Get education on fire retardant wood and earn CEUs at eUniversity
Learn about fire retardant wood, how it works and how to specify it with web courses on two different platforms offering Continuing Education Units, or CEUs.
The courses are now available on the AEC Daily and Architectural Record's Continuing Education Center. Both online education services offer contining education to architects, designers, specifiers, contractors and building product distributors.
Links to the courses are available on the Wood That Lasts eUniversity featuring online education on preservative- and fire-retardant-treated wood products. Visitors must complete a free registration on each respective platform to view or download the courses and receive CEUs.
The illustrated courses detail the history of fire retardant wood and how those products are used in construction today. They explain how fire retardants work to protect wood, the applications and types of fire retardants that are available and the factors that should be considered to ensure FR wood products are properly specified for code compliance.
At the end of each course, users can take a 10-question quiz to earn CEUs. The fire retardant wood course has qualified for CEUs from more than two dozen different organizations, including American Institute of Architects, National Assn. of Home Builders. and National Assn. of the Remodeling Industry.

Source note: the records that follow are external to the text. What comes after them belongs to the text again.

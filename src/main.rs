//! Portal binary — configuration, tracing, store, HTTP server.

use tracing_subscriber::EnvFilter;

use careportal::api::{portal_router, ApiContext};
use careportal::config::{self, PortalConfig};

#[tokio::main]
async fn main() {
    tracing_subscriber::fmt()
        .with_env_filter(
            EnvFilter::try_from_default_env()
                .unwrap_or_else(|_| EnvFilter::new(config::default_log_filter())),
        )
        .init();

    tracing::info!("{} starting v{}", config::APP_NAME, config::APP_VERSION);

    let cfg = match PortalConfig::load_default() {
        Ok(cfg) => cfg,
        Err(e) => {
            tracing::error!(error = %e, "cannot load configuration");
            std::process::exit(1);
        }
    };

    let credentials = match cfg.credential_set() {
        Ok(set) => set,
        Err(e) => {
            tracing::error!(error = %e, "cannot load credentials");
            std::process::exit(1);
        }
    };

    let db_path = cfg.database_path();
    if let Some(parent) = db_path.parent() {
        if let Err(e) = std::fs::create_dir_all(parent) {
            tracing::error!(error = %e, "cannot create data directory");
            std::process::exit(1);
        }
    }

    let ctx = match ApiContext::open(&db_path, credentials) {
        Ok(ctx) => ctx,
        Err(e) => {
            tracing::error!(error = %e, "cannot open the store");
            std::process::exit(1);
        }
    };

    let app = portal_router(ctx);

    let listener = match tokio::net::TcpListener::bind(&cfg.bind_addr).await {
        Ok(listener) => listener,
        Err(e) => {
            tracing::error!(error = %e, addr = %cfg.bind_addr, "cannot bind");
            std::process::exit(1);
        }
    };

    tracing::info!(addr = %cfg.bind_addr, "portal listening");

    if let Err(e) = axum::serve(listener, app).await {
        tracing::error!(error = %e, "server error");
        std::process::exit(1);
    }
}
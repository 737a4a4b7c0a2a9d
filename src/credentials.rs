//! Configuration-loaded credential set.
//!
//! Secrets are stored as SHA-256 digests (standard base64), never as
//! plaintext. When no credentials file is configured, a built-in demo
//! set seeds the three accounts of the deployment this portal
//! replaces; their digests are computed at load time.
//!
//! Authentication is deliberately uninformative on failure: unknown
//! user and wrong password return the same error.

use std::collections::HashMap;
use std::path::Path;

use base64::Engine;
use serde::Deserialize;
use sha2::{Digest, Sha256};

use crate::models::{Identity, Role};

/// Login failure. One variant on purpose — the caller must not learn
/// whether the username or the password was wrong.
#[derive(Debug, Clone, Copy, PartialEq, Eq, thiserror::Error)]
pub enum AuthError {
    #[error("invalid username or password")]
    InvalidCredentials,
}

#[derive(Debug, thiserror::Error)]
pub enum CredentialError {
    #[error("cannot read credentials file: {0}")]
    Io(#[from] std::io::Error),
    #[error("malformed credentials file: {0}")]
    Parse(#[from] serde_json::Error),
    #[error("malformed password digest for user {username}")]
    BadDigest { username: String },
}

/// One entry of the credentials file.
#[derive(Debug, Clone, Deserialize)]
pub struct CredentialEntry {
    pub username: String,
    /// Standard-base64 SHA-256 digest of the password.
    pub password_sha256: String,
    pub role: Role,
    /// Display name carried into the session identity.
    pub name: String,
}

#[derive(Debug)]
struct StoredCredential {
    digest: [u8; 32],
    identity: Identity,
}

/// The set of accounts that may log in.
#[derive(Debug)]
pub struct CredentialSet {
    by_username: HashMap<String, StoredCredential>,
}

/// SHA-256 digest of a password.
pub fn password_digest(password: &str) -> [u8; 32] {
    let mut hasher = Sha256::new();
    hasher.update(password.as_bytes());
    hasher.finalize().into()
}

/// Encode a digest the way the credentials file stores it.
pub fn encode_digest(digest: &[u8; 32]) -> String {
    base64::engine::general_purpose::STANDARD.encode(digest)
}

impl CredentialSet {
    /// Build a set from parsed file entries.
    pub fn from_entries(entries: Vec<CredentialEntry>) -> Result<Self, CredentialError> {
        let mut by_username = HashMap::new();
        for entry in entries {
            let decoded = base64::engine::general_purpose::STANDARD
                .decode(&entry.password_sha256)
                .ok()
                .and_then(|bytes| <[u8; 32]>::try_from(bytes).ok());
            let digest = decoded.ok_or(CredentialError::BadDigest {
                username: entry.username.clone(),
            })?;
            by_username.insert(
                entry.username,
                StoredCredential {
                    digest,
                    identity: Identity {
                        role: entry.role,
                        name: entry.name,
                    },
                },
            );
        }
        Ok(Self { by_username })
    }

    /// Load a credential set from a JSON file.
    pub fn load(path: &Path) -> Result<Self, CredentialError> {
        let raw = std::fs::read_to_string(path)?;
        let entries: Vec<CredentialEntry> = serde_json::from_str(&raw)?;
        Self::from_entries(entries)
    }

    /// The built-in demo accounts, digests computed on the spot.
    pub fn demo() -> Self {
        let demo_users = [
            ("Patient", "AAAAAAAA", Role::Patient, "Liao"),
            ("DoctorWu", "DDDDDDDD", Role::Doctor, "Doctor Wu"),
            ("Manager", "XXXXXXXX", Role::Manager, "Manager"),
        ];

        let by_username = demo_users
            .into_iter()
            .map(|(username, password, role, name)| {
                (
                    username.to_string(),
                    StoredCredential {
                        digest: password_digest(password),
                        identity: Identity {
                            role,
                            name: name.to_string(),
                        },
                    },
                )
            })
            .collect();
        Self { by_username }
    }

    /// Validate a username/password pair.
    pub fn authenticate(&self, username: &str, password: &str) -> Result<Identity, AuthError> {
        let stored = self
            .by_username
            .get(username)
            .ok_or(AuthError::InvalidCredentials)?;
        if stored.digest != password_digest(password) {
            return Err(AuthError::InvalidCredentials);
        }
        Ok(stored.identity.clone())
    }

    pub fn len(&self) -> usize {
        self.by_username.len()
    }

    pub fn is_empty(&self) -> bool {
        self.by_username.is_empty()
    }
}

Head to the campus and start earning those credits!
Discover why pressure treated retardants offer better protection
When it comes to protecting wood against fire, integrating fire retardants into the wood fiber offers more durable protection than surface coatings. The advantages of pressure treating compared to surface coatings are detailed in the new FireSpec sheet Fire Retardant Treating vs. Coatings.
The one-page guide explains the benefits of impregnating fire retardants by pressure treating into sawn lumber and plywood for protection, noting code requirements where paints, coatings and stains are not approved under the codes for fire protection. While some coating are promoted as the same as pressure treating, they can be damaged during construction or over time from moisture, handling or changes in the wood.
The FireSpec sheet provides guidance on identifying approved fire retardant wood, noting that color should not be the only indicator the wood has been pressure treated. The presence of a code-mandated quality mark is the best way to know the wood has the proper protection against fire.